- Directed by: Philip Kaufman
- Written by: Philip Kaufman
- Produced by: Philip Kaufman
- Starring: Jon Voight Monique van Vooren Severn Darden Lois Darling Lou Gilbert
- Cinematography: Bill Butler
- Edited by: Luke Bennett Aram Boyajian
- Music by: Meyer Kupferman
- Production company: Jericho Productions
- Distributed by: Trans American Films
- Release date: April 29, 1967 (Cannes);
- Running time: 83 minutes
- Country: United States
- Language: English

= Fearless Frank =

1967 film by Philip Kaufman

Fearless Frank is a 1967 American fantasy comedy film written and directed by Philip Kaufman. It is notable as the film debut of Jon Voight. Voight plays a murdered drifter who gets reanimated and turned into a superhero by a scientist (Severn Darden). Other notable cast members include Nelson Algren as a mobster named Needles, and Ken Nordine as the narrator, credited as "The Stranger."

==Plot==
Frank is an unsophisticated country boy who journeys to Chicago to find his fortune. Upon arrival he crosses the path of Plethora, who is on the run from a gangster known only as The Boss.
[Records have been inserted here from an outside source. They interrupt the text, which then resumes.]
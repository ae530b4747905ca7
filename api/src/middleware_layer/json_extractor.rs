use axum::{
    body::{Body, Bytes},
    http::{HeaderValue, Request, StatusCode, header, response::Parts},
    middleware::Next,
    response::Response,
};
use chrono::Utc;
use tracing::debug;

use crate::core::http::response_envelope::{ApiError, ApiErrorDetail};

const REQUEST_ID: &str = "x-request-id";

/// Request fields worth pointing at when serde complains.
const KNOWN_FIELDS: &[&str] = &["fileKey", "nodeName", "target", "document", "arguments", "name"];

async fn take_body(res: Response) -> (Parts, Bytes) {
    let (parts, body) = res.into_parts();
    let bytes = axum::body::to_bytes(body, usize::MAX)
        .await
        .unwrap_or_default();
    (parts, bytes)
}

fn guess_path_from_serde_msg(msg: &str) -> Option<String> {
    KNOWN_FIELDS
        .iter()
        .find(|key| msg.contains(&format!("`{key}`")) || msg.contains(*key))
        .map(|key| key.to_string())
}

fn hint_from_serde_msg(msg: &str) -> Option<String> {
    if msg.contains("missing field") {
        Some("Add the missing field to the JSON body.".into())
    } else if msg.contains("unknown variant") {
        Some("`target` must be \"html\" or \"react\".".into())
    } else if msg.contains("Content-Type") {
        Some("Send the body with `Content-Type: application/json`.".into())
    } else if msg.contains("expected a map") || msg.contains("expected struct") {
        Some("Expected a JSON object here (e.g. { \"fileKey\": \"...\" }).".into())
    } else {
        None
    }
}

/// The caller's request id, or a fresh time-based one.
fn request_id(incoming: Option<String>) -> String {
    match incoming {
        Some(v) if !v.trim().is_empty() => v,
        _ => {
            let now = Utc::now();
            let nanos = now
                .timestamp_nanos_opt()
                .unwrap_or_else(|| now.timestamp_micros() * 1000);
            format!("req-{nanos}")
        }
    }
}

fn is_json(parts: &Parts) -> bool {
    parts
        .headers
        .get(header::CONTENT_TYPE)
        .and_then(|h| h.to_str().ok())
        .is_some_and(|ct| ct.starts_with("application/json"))
}

/// Rewrites axum's plain-text extractor rejections (400/415/422) into the
/// JSON error envelope. Responses that are already JSON pass through.
pub async fn json_error_mapper(req: Request<Body>, next: Next) -> Response {
    let incoming_id = req
        .headers()
        .get(REQUEST_ID)
        .and_then(|h| h.to_str().ok())
        .map(str::to_string);
    let res = next.run(req).await;
    let status = res.status();

    if !matches!(
        status,
        StatusCode::BAD_REQUEST | StatusCode::UNSUPPORTED_MEDIA_TYPE | StatusCode::UNPROCESSABLE_ENTITY
    ) {
        return res;
    }

    let (parts, bytes) = take_body(res).await;
    if is_json(&parts) {
        return Response::from_parts(parts, Body::from(bytes));
    }

    let original = String::from_utf8_lossy(&bytes);
    let rid = request_id(incoming_id);
    debug!(request_id = %rid, status = status.as_u16(), "mapping extractor rejection");

    let detail = ApiErrorDetail {
        path: guess_path_from_serde_msg(&original),
        hint: hint_from_serde_msg(&original),
    };

    let code = match status {
        StatusCode::UNSUPPORTED_MEDIA_TYPE => "UNSUPPORTED_MEDIA_TYPE",
        StatusCode::UNPROCESSABLE_ENTITY => "UNPROCESSABLE_ENTITY",
        _ => "BAD_REQUEST",
    };
    let mut mapped = ApiError::new(code, original.trim())
        .with_details(vec![detail])
        .into_response_with_status(status);
    if let Ok(value) = HeaderValue::from_str(&rid) {
        mapped.headers_mut().insert(REQUEST_ID, value);
    }
    mapped
}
The Boss's henchmen arrive, take Plethora and shoot Frank dead.

His body is discovered by The Good Doctor and his servant Alfred. Claude uses his invention to create what he believes will be a "brave new man", resurrecting Frank. Claude trains Frank to become an educated and benevolent citizen, before revealing to his pupil that the latter has supernatural powers. Frank then begins his career as a crime-fighter, having many adventures and misadventures along the way.

==Cast==
- Monique van Vooren as Plethora
- Jon Voight as Fearless Frank
- Joan Darling as Lois
- Severn Darden as The Good Doctor / Claude, the mad scientist
- Anthony Holland as Alfred
- Lou Gilbert as The Boss
- Benito Carruthers as The Cat
- David Steinberg as The Rat
- David Fisher as Screwnose
- Nelson Algren as Needles

== Production ==
Philip Kaufman saw Jon Voight in an off-Broadway adaption of A View from a Bridge. Kaufman soon cast Voight in the film, which was shot circa 1965.